Currency Wars author Jim Rickards is bullish on three currencies, but you might only guess one.
They’re gold, the euro and the Australian dollar. More on that in a moment.
The Wall Street veteran was in Sydney this week and spoke to a hundred or so Port Phillip Publishing subscribers in a special ‘Strategy Session’.
His position hasn’t changed since he published his book last year.
The world is in a currency war. The combatants are the United States, Europe and China.
With their domestic economies struggling, all of them are trying to devalue their currencies to increase their exports.
As his book lays out, the problem for the world is that the failing US dollar is the reserve currency. Practically everything pivots off it.
But devaluing the dollar erodes trust in paper money, and unintended consequences will collide with complex systems. So prepare for some huge shifts as international finance and global capital start to unbalance.
Until recently the only credible alternative to the US dollar was the euro. But right now no one is sure if it’s even going to survive.
The old global financial system is dying. The only question is how the new one will come about.
The cycle to currency devaluation goes something like this. With consumers looking to pay down debt or unwilling to spend, there is weak demand. In the face of weak demand, there’s less investment.
Governments can only spend so much in their vain attempts to prop up a struggling economy. That leaves one area of potential growth possible – exports. The fastest way to boost exports is to make them cheaper.

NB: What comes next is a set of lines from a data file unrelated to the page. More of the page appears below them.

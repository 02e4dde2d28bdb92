//! Fixed-width byte arrays as upper-case hex strings.
//!
//! Output is always upper-case; input is accepted in either case.

use crate::TypesError;

pub(crate) fn encode(bytes: &[u8]) -> String {
    hex::encode_upper(bytes)
}

pub(crate) fn decode<const N: usize>(s: &str) -> Result<[u8; N], TypesError> {
    let bytes = hex::decode(s).map_err(|e| TypesError::InvalidHex(e.to_string()))?;
    let actual = bytes.len();
    bytes.try_into().map_err(|_| TypesError::InvalidLength {
        expected: N,
        actual,
    })
}

pub(crate) mod serde_hex {
    use serde::{de, Deserialize, Deserializer, Serializer};
    use std::borrow::Cow;

    pub fn serialize<S: Serializer, const N: usize>(
        bytes: &[u8; N],
        serializer: S,
    ) -> Result<S::Ok, S::Error> {
        serializer.serialize_str(&super::encode(bytes))
    }

    pub fn deserialize<'de, D: Deserializer<'de>, const N: usize>(
        deserializer: D,
    ) -> Result<[u8; N], D::Error> {
        let s: Cow<'de, str> = Deserialize::deserialize(deserializer)?;
        super::decode::<N>(&s).map_err(de::Error::custom)
    }
}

But it’s really a covert way to ‘steal’ growth. The world as a whole is no better off. And eventually there’s a retaliation.

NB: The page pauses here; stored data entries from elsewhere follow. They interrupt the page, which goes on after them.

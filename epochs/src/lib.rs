//! Merit epochs: turning archived verifications into minted rewards.
//!
//! Every block body archives a range of each holder's consensus elements. The
//! verifications among them are grouped by transaction into a new epoch, which
//! joins a fixed-depth window of open epochs. Each block pushes one epoch in
//! and ages the oldest one out; the aged-out epoch is scored:
//!
//! `weighted(h) = verified_attestations(h) × live_weight(h)`
//!
//! The top holders by weighted score split a fixed total of normalized points
//! (1000 by default) exactly, and every non-zero share becomes a [`Mint`].
//!
//! This crate handles:
//! - The [`BlockBody`] binary and JSON encodings
//! - Per-holder archived nonces ([`HolderTipTracker`])
//! - The sliding [`EpochWindow`] with late-attestation merging
//! - Ranking, normalization and minting ([`ScoringEngine`])
//! - The full per-block pipeline ([`MeritProcessor`])

pub mod block_body;
pub mod epoch;
pub mod error;
pub mod mint;
pub mod processor;
pub mod scoring;
pub mod tips;

pub use block_body::{BlockBody, BlockBodyRecord, MinerShare, DEFAULT_MINER_SHARE};
pub use epoch::{Epoch, EpochWindow, PendingEpoch};
pub use error::{BlockBodyError, MeritError};
pub use mint::Mint;
pub use processor::MeritProcessor;
pub use scoring::{Score, ScoringEngine};
pub use tips::HolderTipTracker;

The catch is no one can win. Depreciating your currency does not work in the long term. It has never worked. And the major problem with trade wars is that they can lead to shooting wars.
That doesn’t mean politicians won’t try it.
The precedents for this were set last century. Rickards says this is the third currency war since 1900.
The first was from 1921-1936, in the aftermath of the First World War.
The second was 1967-1987 after the Bretton Woods system broke down.
At that time, US President Richard Nixon told America’s trading partners to revalue their currencies higher against the US dollar or the US would tax every foreign product coming into America. An agreement saw the US dollar devalued against such currencies as the yen, mark, franc and sterling.
From Currency Wars:
‘[It] was extremely popular in the United States and led to a significantly rally in stocks as investors contemplated higher dollar profits in steel, autos, aircraft, movies and other sectors that would benefit from increased exports or fewer imports, or both…Unfortunately, those euphoric expectations were soon crushed. Less than two years later, the United States found itself in its worst recession since World War II, with collapsing GDP, skyrocketing unemployment, an oil crisis, a crashing stock market and runaway inflation.’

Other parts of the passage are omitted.